Unfortunately, now that we are back on the great circle route and heading straight for Easter Island, we are now on a broad reach in light wind, which is not a great point of sail. The mainsail is blanketing the jib a lot, causing the jib to flutter noisily now and then. Plus the swell is now on our aft quarter, and it will take a little while to get used to the new motion of the boat.

Tonight's sunset.    

The sky opposite from the sunset, where the moon will shortly rise into the Earth's gray-blue shadow band.  

A mysterious orange moon rising up out of the ocean. I took this picture two and a half minutes after the previous picture.   One and a half minutes later.

Wednesday, May 5, 2004 (Day 12 of the Easter Island Passage)

This morning we discussed various ways to cope with the faltering wind.

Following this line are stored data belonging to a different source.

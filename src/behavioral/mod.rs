//! Behavioral patterns: how objects hand work and news to each other.

pub mod chain;
pub mod observer;
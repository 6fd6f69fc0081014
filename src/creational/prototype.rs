// Prototype: duplicate a document while keeping its owner.
//
// Users and documents live in a `Library`. A document refers to its owner by
// id only, so removing the user leaves the document in place with an owner
// that no longer resolves. Removed ids are retired and never handed out
// again, so a stale owner id can not come back to life as a new user.

use std::collections::{HashMap, HashSet};
use std::fmt;
use std::time::SystemTime;

use crate::error::{PlaygroundError, Result};
use crate::harness::{Pattern, Suite};

#[derive(Debug, Clone, Copy, PartialEq, Eq, Hash, PartialOrd, Ord)]
pub struct UserId(pub u32);

impl fmt::Display for UserId {
    fn fmt(&self, f: &mut fmt::Formatter<'_>) -> fmt::Result {
        write!(f, "{}", self.0)
    }
}

#[derive(Debug, Clone, Copy, PartialEq, Eq, Hash, PartialOrd, Ord)]
pub struct DocumentId(usize);

impl fmt::Display for DocumentId {
    fn fmt(&self, f: &mut fmt::Formatter<'_>) -> fmt::Result {
        write!(f, "doc#{}", self.0)
    }
}

#[derive(Debug, Clone, PartialEq, Eq)]
pub struct User {
    id: UserId,
    name: String,
    documents: Vec<DocumentId>,
}

impl User {
    pub fn id(&self) -> UserId {
        self.id
    }

    pub fn name(&self) -> &str {
        &self.name
    }

    pub fn documents(&self) -> &[DocumentId] {
        &self.documents
    }

    pub fn documents_count(&self) -> usize {
        self.documents.len()
    }
}

#[derive(Debug, Clone, PartialEq)]
pub struct Comment {
    pub message: String,
    pub created_at: SystemTime,
}

impl Comment {
    pub fn new(message: impl Into<String>) -> Self {
        Self {
            message: message.into(),
            created_at: SystemTime::now(),
        }
    }
}

#[derive(Debug, Clone, PartialEq)]
pub struct Document {
    id: DocumentId,
    title: String,
    contents: String,
    comments: Vec<Comment>,
    owner: Option<UserId>,
}

impl Document {
    pub fn id(&self) -> DocumentId {
        self.id
    }

    pub fn title(&self) -> &str {
        &self.title
    }

    pub fn contents(&self) -> &str {
        &self.contents
    }

    pub fn comments(&self) -> &[Comment] {
        &self.comments
    }

    /// The owner's id, even if that user has since been removed.
    pub fn owner_id(&self) -> Option<UserId> {
        self.owner
    }
}

// ============================================================================
// Registry
// ============================================================================

#[derive(Debug, Default)]
pub struct Library {
    users: HashMap<UserId, User>,
    retired: HashSet<UserId>,
    documents: Vec<Document>,
}

impl Library {
    pub fn new() -> Self {
        Self::default()
    }

    /// Registers a user. Fails if the id belongs to a live user or to one
    /// that was removed.
    pub fn add_user(&mut self, id: UserId, name: impl Into<String>) -> Result<UserId> {
        if self.users.contains_key(&id) || self.retired.contains(&id) {
            return Err(PlaygroundError::UserIdTaken(id));
        }
        self.users.insert(
            id,
            User {
                id,
                name: name.into(),
                documents: Vec::new(),
            },
        );
        Ok(id)
    }

    pub fn remove_user(&mut self, id: UserId) -> Option<User> {
        let removed = self.users.remove(&id)?;
        self.retired.insert(id);
        Some(removed)
    }

    pub fn user(&self, id: UserId) -> Option<&User> {
        self.users.get(&id)
    }

    pub fn document(&self, id: DocumentId) -> Option<&Document> {
        self.documents.get(id.0)
    }

    pub fn documents_count(&self, owner: UserId) -> usize {
        self.user(owner).map_or(0, User::documents_count)
    }

    /// Creates a document and registers it with `owner`, if any.
    pub fn create_document(
        &mut self,
        title: impl Into<String>,
        contents: impl Into<String>,
        owner: Option<UserId>,
    ) -> Result<DocumentId> {
        let id = DocumentId(self.documents.len());

        if let Some(owner_id) = owner {
            let user = self
                .users
                .get_mut(&owner_id)
                .ok_or(PlaygroundError::UnknownOwner(owner_id))?;
            user.documents.push(id);
        }

        self.documents.push(Document {
            id,
            title: title.into(),
            contents: contents.into(),
            comments: Vec::new(),
            owner,
        });
        Ok(id)
    }

    pub fn add_comment(&mut self, document: DocumentId, comment: Comment) -> Result<()> {
        self.document_mut(document)?.comments.push(comment);
        Ok(())
    }

    /// Resolves a document's owner; `None` if it has none or it was removed.
    pub fn owner_of(&self, document: DocumentId) -> Option<&User> {
        self.document(document)
            .and_then(|doc| doc.owner)
            .and_then(|owner| self.user(owner))
    }

    /// Copies title and contents under the same owner. Comments are never
    /// copied; the duplicate starts with an empty list.
    ///
    /// If the original owner was removed, the copy is created without one.
    pub fn duplicate(&mut self, document: DocumentId) -> Result<DocumentId> {
        let original = self
            .document(document)
            .ok_or(PlaygroundError::UnknownDocument(document))?;

        let title = format!("Copy of '{}'", original.title);
        let contents = original.contents.clone();
        let owner = original.owner.filter(|id| self.users.contains_key(id));

        let copy = self.create_document(title, contents, owner)?;
        tracing::debug!(%document, %copy, "document duplicated");
        Ok(copy)
    }

    fn document_mut(&mut self, id: DocumentId) -> Result<&mut Document> {
        self.documents
            .get_mut(id.0)
            .ok_or(PlaygroundError::UnknownDocument(id))
    }
}

pub fn demo_suite() -> Suite {
    let mut suite = Suite::new(Pattern::Prototype);
    let mut library = Library::new();

    let Ok(user) = library.add_user(UserId(10), "Ivan_83") else {
        suite.check("owner registered", false);
        return suite;
    };
    let Ok(document) = library.create_document("Credit", "Hello world!", Some(user)) else {
        suite.check("original document created", false);
        return suite;
    };
    suite.check_eq("owner starts with one document", library.documents_count(user), 1);

    let copied = library
        .add_comment(document, Comment::new("Keep it up!"))
        .and_then(|_| library.duplicate(document));
    let Ok(copy) = copied else {
        suite.check("document duplicated", false);
        return suite;
    };

    let copy_doc = library.document(copy);
    suite.check_eq("copy has no comments", copy_doc.map(|d| d.comments().len()), Some(0));
    suite.check_eq(
        "copy title",
        copy_doc.map(Document::title),
        Some("Copy of 'Credit'"),
    );
    suite.check_eq("owner now has two documents", library.documents_count(user), 2);

    suite
}
// Singleton, without the global.
//
// `AppContext` is constructed once by the caller and passed to whoever needs
// the color store. Every handle it hands out points at the same store, so the
// behavior matches a singleton (one instance, last writer wins) while tests
// stay free to build as many isolated contexts as they like.

use std::cell::RefCell;
use std::rc::Rc;

use crate::harness::{Pattern, Suite};

#[derive(Debug, Clone, Default, PartialEq, Eq)]
pub struct ColorStore {
    colors: Vec<String>,
}

/// Cheap, cloneable handle to a shared [`ColorStore`].
#[derive(Debug, Clone, Default)]
pub struct ColorStoreHandle(Rc<RefCell<ColorStore>>);

impl ColorStoreHandle {
    /// Replaces the stored list.
    pub fn write_to_db<I, S>(&self, colors: I)
    where
        I: IntoIterator<Item = S>,
        S: Into<String>,
    {
        let colors: Vec<String> = colors.into_iter().map(Into::into).collect();
        tracing::debug!(?colors, "color store overwritten");
        self.0.borrow_mut().colors = colors;
    }

    pub fn read_from_db(&self) -> Vec<String> {
        self.0.borrow().colors.clone()
    }

    pub fn same_instance(&self, other: &ColorStoreHandle) -> bool {
        Rc::ptr_eq(&self.0, &other.0)
    }
}

#[derive(Debug, Default)]
pub struct AppContext {
    colors: ColorStoreHandle,
}

impl AppContext {
    pub fn new() -> Self {
        Self::default()
    }

    pub fn color_store(&self) -> ColorStoreHandle {
        self.colors.clone()
    }
}

/// Two independent clients writing through the same context.
fn make_client_code(context: &AppContext) -> (ColorStoreHandle, ColorStoreHandle) {
    let nick = context.color_store();
    let mike = context.color_store();

    nick.write_to_db(["red", "white"]);
    mike.write_to_db(["green", "black"]);

    (nick, mike)
}

pub fn demo_suite() -> Suite {
    let mut suite = Suite::new(Pattern::Singleton);
    let context = AppContext::new();

    let (nick, mike) = make_client_code(&context);
    let expected = vec!["green".to_string(), "black".to_string()];

    suite.check("both clients share one instance", nick.same_instance(&mike));
    suite.check_eq("nick reads last write", nick.read_from_db(), expected.clone());
    suite.check_eq("mike reads last write", mike.read_from_db(), expected);

    suite
}

#[cfg(test)]
mod tests {
    use super::*;

    #[test]
    fn test_handles_are_identical() {
        let context = AppContext::new();
        let (nick, mike) = make_client_code(&context);
        assert!(nick.same_instance(&mike));
        assert!(nick.same_instance(&context.color_store()));
    }

    #[test]
    fn test_last_writer_wins() {
        let context = AppContext::new();
        let (nick, mike) = make_client_code(&context);

        assert_eq!(nick.read_from_db(), vec!["green", "black"]);
        assert_eq!(mike.read_from_db(), vec!["green", "black"]);

        nick.write_to_db(Vec::<String>::new());
        assert!(mike.read_from_db().is_empty());
    }

    #[test]
    fn test_contexts_are_isolated() {
        let first = AppContext::new();
        let second = AppContext::new();

        first.color_store().write_to_db(["blue"]);

        assert!(!first.color_store().same_instance(&second.color_store()));
        assert!(second.color_store().read_from_db().is_empty());
    }

    #[test]
    fn test_demo_suite_passes() {
        assert!(demo_suite().is_success());
    }
}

Our boat speed has decreased to between one and two knots and the jib is drawing poorly due to the light wind from aft. We discussed poling out the jib, or trying out the light-air drifter sail, or altering course. In the end, we decided to do an experiment and alter course to see if Vmg would improve due to a better point of sail. We managed to get another half knot of Vmg (which is a lot when it's only one to two knots to begin with), even though we were now sailing further off our desired track. Later on, we figured, we could turn downwind and pole out the jib, which would give us a better point of sail to make up the crosstrack error. By late morning, the wind picked up a little, but it was still nothing near the continuous 15 to 20 knots we had when we were solidly in the trade winds.

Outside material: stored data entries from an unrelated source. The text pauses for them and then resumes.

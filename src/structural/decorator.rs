// Decorator: add equipment to a car without subclassing it.
//
// A decorated car is an immutable base plus an ordered list of options.
// Numeric deltas are plain sums, so their order never matters; the equipment
// label is built innermost-first and each option appends its own suffix, so
// the order of `with` calls is visible in the label.

use std::fmt;

use crate::harness::{Pattern, Suite};

pub trait Car {
    fn cost(&self) -> i64;
    fn top_speed(&self) -> i64;
    fn equipment(&self) -> String;
}

impl<C: Car + ?Sized> Car for Box<C> {
    fn cost(&self) -> i64 {
        (**self).cost()
    }

    fn top_speed(&self) -> i64 {
        (**self).top_speed()
    }

    fn equipment(&self) -> String {
        (**self).equipment()
    }
}

#[derive(Debug, Clone, Copy, Default, PartialEq, Eq)]
pub struct ToyotaPrius;

impl Car for ToyotaPrius {
    fn cost(&self) -> i64 {
        25_000
    }

    fn top_speed(&self) -> i64 {
        210
    }

    fn equipment(&self) -> String {
        String::new()
    }
}

// ============================================================================
// Options
// ============================================================================

#[derive(Debug, Clone, Copy, PartialEq, Eq)]
pub struct CarOption {
    pub name: &'static str,
    pub cost_delta: i64,
    pub speed_delta: i64,
}

pub const AIR_CONDITION: CarOption = CarOption::new("Air Condition", 2_000, 0);
pub const SPORT: CarOption = CarOption::new("Sport", 3_000, 30);
pub const BLACK_EDITION: CarOption = CarOption::new("BlackEdition", 0, 0);

impl CarOption {
    pub const fn new(name: &'static str, cost_delta: i64, speed_delta: i64) -> Self {
        Self {
            name,
            cost_delta,
            speed_delta,
        }
    }

    /// Text appended to the wrapped car's equipment label.
    pub fn suffix(&self) -> String {
        format!(" {} /", self.name)
    }
}

impl fmt::Display for CarOption {
    fn fmt(&self, f: &mut fmt::Formatter<'_>) -> fmt::Result {
        write!(f, "{} (+{} cost, +{} km/h)", self.name, self.cost_delta, self.speed_delta)
    }
}

// ============================================================================
// Composition
// ============================================================================

#[derive(Debug, Clone, PartialEq, Eq)]
pub struct Equipped<C> {
    base: C,
    options: Vec<CarOption>,
}

impl<C: Car> Equipped<C> {
    pub fn new(base: C) -> Self {
        Self {
            base,
            options: Vec::new(),
        }
    }

    /// Wrap one more layer around the current configuration.
    pub fn with(mut self, option: CarOption) -> Self {
        self.options.push(option);
        self
    }

    pub fn options(&self) -> &[CarOption] {
        &self.options
    }

    pub fn base(&self) -> &C {
        &self.base
    }
}

impl<C: Car> Car for Equipped<C> {
    fn cost(&self) -> i64 {
        self.options
            .iter()
            .fold(self.base.cost(), |total, option| total + option.cost_delta)
    }

    fn top_speed(&self) -> i64 {
        self.options
            .iter()
            .fold(self.base.top_speed(), |total, option| total + option.speed_delta)
    }

    fn equipment(&self) -> String {
        let mut label = self.base.equipment();
        for option in &self.options {
            label.push_str(&option.suffix());
        }
        label
    }
}

pub fn demo_suite() -> Suite {
    let mut suite = Suite::new(Pattern::Decorator);

    let base = ToyotaPrius;
    suite.check_eq("base cost", base.cost(), 25_000);
    suite.check_eq("base top speed", base.top_speed(), 210);
    suite.check_eq("base equipment", base.equipment(), String::new());

    let full = Equipped::new(ToyotaPrius)
        .with(AIR_CONDITION)
        .with(SPORT)
        .with(BLACK_EDITION);
    suite.check_eq("full equipment cost", full.cost(), 30_000);
    suite.check_eq("full equipment top speed", full.top_speed(), 240);
    suite.check_eq(
        "full equipment label",
        full.equipment().as_str(),
        " Air Condition / Sport / BlackEdition /",
    );

    let comfort = Equipped::new(ToyotaPrius).with(AIR_CONDITION);
    suite.check_eq("comfort cost", comfort.cost(), 27_000);
    suite.check_eq("comfort top speed", comfort.top_speed(), 210);
    suite.check_eq("comfort label", comfort.equipment().as_str(), " Air Condition /");

    suite
}
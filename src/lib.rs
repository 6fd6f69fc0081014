//! # Design Patterns Playground
//!
//! Classic object-oriented design patterns, one small self-checking demo each.
//!
//! ## Patterns Covered
//!
//! 1. **Creational**
//!    - Builder: a reusable theme builder that refuses to build half a theme
//!    - Factory Method: vehicles created through a factory trait
//!    - Prototype: duplicating a document under the same owner
//!    - Singleton: one shared color store, passed in explicitly
//!
//! 2. **Structural**
//!    - Adapter: pricing an imported car through the domestic interface
//!    - Decorator: stacking equipment options on a base car
//!
//! 3. **Behavioral**
//!    - Chain of Responsibility: layered mock responders for UI tests
//!    - Observer: a news feed pushing counts to subscribed channels
//!
//! Every pattern module ends with a `demo_suite` that checks the pattern
//! against fixed expected values; [`harness::run`] runs them all.
//!
//! ## Running the Demos
//!
//! ```bash
//! cargo run --bin playground                  # every pattern
//! cargo run --bin playground -- observer chain
//! cargo run --bin playground -- --json --config playground.toml
//! ```

pub mod behavioral;
pub mod config;
pub mod creational;
pub mod error;
pub mod harness;
pub mod logging;
pub mod structural;

pub use config::{PlaygroundConfig, PricingConfig};
pub use error::{PlaygroundError, Result};
pub use harness::{Pattern, Report, Suite};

In case you're interested, I'll attempt an explanation of Vmg. As sailors, we can control our boat, but we surely can't control the wind, nor can we control where Easter Island is located. If we draw a straight line between the boat and the island, that's the shortest distance, but due to the wind direction, that might not be the most efficient point of sail. The boat sails most efficiently (that is, most quickly) when it's at a certain angle to the wind. With a given wind, it's entirely possible the boat will sail faster if we point it in a different direction other than directly at Easter Island. Now the question is: are we better off pointing away from the island and going faster, or pointing directly at the island and going slower? To answer this question, we need to do a little trigonometry to figure out what portion of our boat speed carries us towards the island when we're not pointing directly at it. Luckily, the GPS does the math for us and we only have to look at the display and read the Vmg figure (Velocity "made good" towards the destination).

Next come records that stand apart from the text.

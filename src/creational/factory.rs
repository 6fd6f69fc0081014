// Factory Method: create vehicles without naming their concrete type.

use std::fmt;
use std::str::FromStr;

use crate::error::PlaygroundError;
use crate::harness::{Pattern, Suite};

#[derive(Debug, Clone, Copy, PartialEq, Eq, Hash)]
pub enum VehicleKind {
    Car,
    Truck,
    Bus,
}

impl VehicleKind {
    pub const ALL: [VehicleKind; 3] = [VehicleKind::Car, VehicleKind::Truck, VehicleKind::Bus];

    pub fn as_str(self) -> &'static str {
        match self {
            VehicleKind::Car => "car",
            VehicleKind::Truck => "truck",
            VehicleKind::Bus => "bus",
        }
    }
}

impl fmt::Display for VehicleKind {
    fn fmt(&self, f: &mut fmt::Formatter<'_>) -> fmt::Result {
        f.write_str(self.as_str())
    }
}

impl FromStr for VehicleKind {
    type Err = PlaygroundError;

    fn from_str(s: &str) -> Result<Self, Self::Err> {
        match s.trim().to_ascii_lowercase().as_str() {
            "car" => Ok(VehicleKind::Car),
            "truck" => Ok(VehicleKind::Truck),
            "bus" => Ok(VehicleKind::Bus),
            _ => Err(PlaygroundError::UnknownVehicleKind(s.to_string())),
        }
    }
}

// ============================================================================
// Products
// ============================================================================

pub trait Vehicle {
    fn kind(&self) -> VehicleKind;

    fn drive(&self) -> String {
        let line = format!("drive {}", self.kind());
        tracing::debug!(vehicle = %self.kind(), "{line}");
        line
    }
}

#[derive(Debug, Default)]
pub struct Car;

impl Vehicle for Car {
    fn kind(&self) -> VehicleKind {
        VehicleKind::Car
    }
}

#[derive(Debug, Default)]
pub struct Truck;

impl Vehicle for Truck {
    fn kind(&self) -> VehicleKind {
        VehicleKind::Truck
    }
}

#[derive(Debug, Default)]
pub struct Bus;

impl Vehicle for Bus {
    fn kind(&self) -> VehicleKind {
        VehicleKind::Bus
    }
}

// ============================================================================
// Creators
// ============================================================================

pub trait VehicleFactory {
    fn make_vehicle(&self) -> Box<dyn Vehicle>;
}

pub struct CarFactory;

impl VehicleFactory for CarFactory {
    fn make_vehicle(&self) -> Box<dyn Vehicle> {
        Box::new(Car)
    }
}

pub struct TruckFactory;

impl VehicleFactory for TruckFactory {
    fn make_vehicle(&self) -> Box<dyn Vehicle> {
        Box::new(Truck)
    }
}

pub struct BusFactory;

impl VehicleFactory for BusFactory {
    fn make_vehicle(&self) -> Box<dyn Vehicle> {
        Box::new(Bus)
    }
}

/// Pick the creator at runtime.
pub fn factory_for(kind: VehicleKind) -> Box<dyn VehicleFactory> {
    match kind {
        VehicleKind::Car => Box::new(CarFactory),
        VehicleKind::Truck => Box::new(TruckFactory),
        VehicleKind::Bus => Box::new(BusFactory),
    }
}

pub fn demo_suite() -> Suite {
    let mut suite = Suite::new(Pattern::FactoryMethod);

    suite.check_eq("car factory", CarFactory.make_vehicle().drive(), "drive car".to_string());
    suite.check_eq("truck factory", TruckFactory.make_vehicle().drive(), "drive truck".to_string());
    suite.check_eq("bus factory", BusFactory.make_vehicle().drive(), "drive bus".to_string());

    for kind in VehicleKind::ALL {
        let case = format!("runtime factory for {kind}");
        suite.check_eq(&case, factory_for(kind).make_vehicle().kind(), kind);
    }

    suite
}

#[cfg(test)]
mod tests {
    use super::*;

    #[test]
    fn test_each_factory_builds_its_own_kind() {
        let factories: Vec<(Box<dyn VehicleFactory>, &str)> = vec![
            (Box::new(CarFactory), "drive car"),
            (Box::new(TruckFactory), "drive truck"),
            (Box::new(BusFactory), "drive bus"),
        ];

        for (factory, expected) in factories {
            assert_eq!(factory.make_vehicle().drive(), expected);
        }
    }

    #[test]
    fn test_factory_for_kind() {
        for kind in VehicleKind::ALL {
            assert_eq!(factory_for(kind).make_vehicle().kind(), kind);
        }
    }

    #[test]
    fn test_parse_kind() {
        assert_eq!(" Truck ".parse::<VehicleKind>().unwrap(), VehicleKind::Truck);
        assert_eq!(
            "tram".parse::<VehicleKind>(),
            Err(PlaygroundError::UnknownVehicleKind("tram".to_string()))
        );
    }

    #[test]
    fn test_demo_suite_passes() {
        assert!(demo_suite().is_success());
    }
}
use std::path::Path;

use thiserror::Error;

use crate::creational::prototype::{DocumentId, UserId};

#[derive(Error, Debug, Clone, PartialEq)]
pub enum PlaygroundError {
    #[error("Theme is incomplete: '{field}' was never set")]
    IncompleteTheme { field: &'static str },

    #[error("Unknown owner: no user with id {0}")]
    UnknownOwner(UserId),

    #[error("User id {0} is taken or belonged to a removed user")]
    UserIdTaken(UserId),

    #[error("Unknown document: {0}")]
    UnknownDocument(DocumentId),

    #[error("Unknown vehicle kind '{0}' (expected car, truck or bus)")]
    UnknownVehicleKind(String),

    #[error("Unknown pattern '{0}'")]
    UnknownPattern(String),

    #[error("Failed to read config {path}: {message}")]
    ConfigRead { path: String, message: String },

    #[error("Failed to parse config: {0}")]
    ConfigParse(String),
}

impl PlaygroundError {
    pub fn config_read(path: &Path, err: std::io::Error) -> Self {
        Self::ConfigRead {
            path: path.display().to_string(),
            message: err.to_string(),
        }
    }
}

impl From<toml::de::Error> for PlaygroundError {
    fn from(err: toml::de::Error) -> Self {
        PlaygroundError::ConfigParse(err.to_string())
    }
}

pub type Result<T> = std::result::Result<T, PlaygroundError>;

As an example, imagine we are sailing away from the island; Vmg would be negative since we're moving farther away. Now imagine we are sailing in a very wide circle around the island, getting neither closer nor farther away; Vmg would be zero regardless of our boat speed. Now as we steer little by little towards the island, our Vmg increases little by little until when we are pointing directly at the island, Vmg is exactly equal to the boat's speed. So in our practical example above, we could read Vmg off the GPS before altering course, then make the experimental course change, then read Vmg again. In our case, Vmg improved a little, which is good. However, this doesn't take into account the fact that we are no longer pointing at the island, so we will clearly never get there. If we maintained the same course until we passed the island, we would miss it by an amount known as the crosstrack error (which the GPS also computes and displays). So although our Vmg improved, we began accumulating a crosstrack error. The hope is that sometime in the future the wind will change direction so we can efficiently sail on a new course that undoes the crosstrack error so we finally do reach the island.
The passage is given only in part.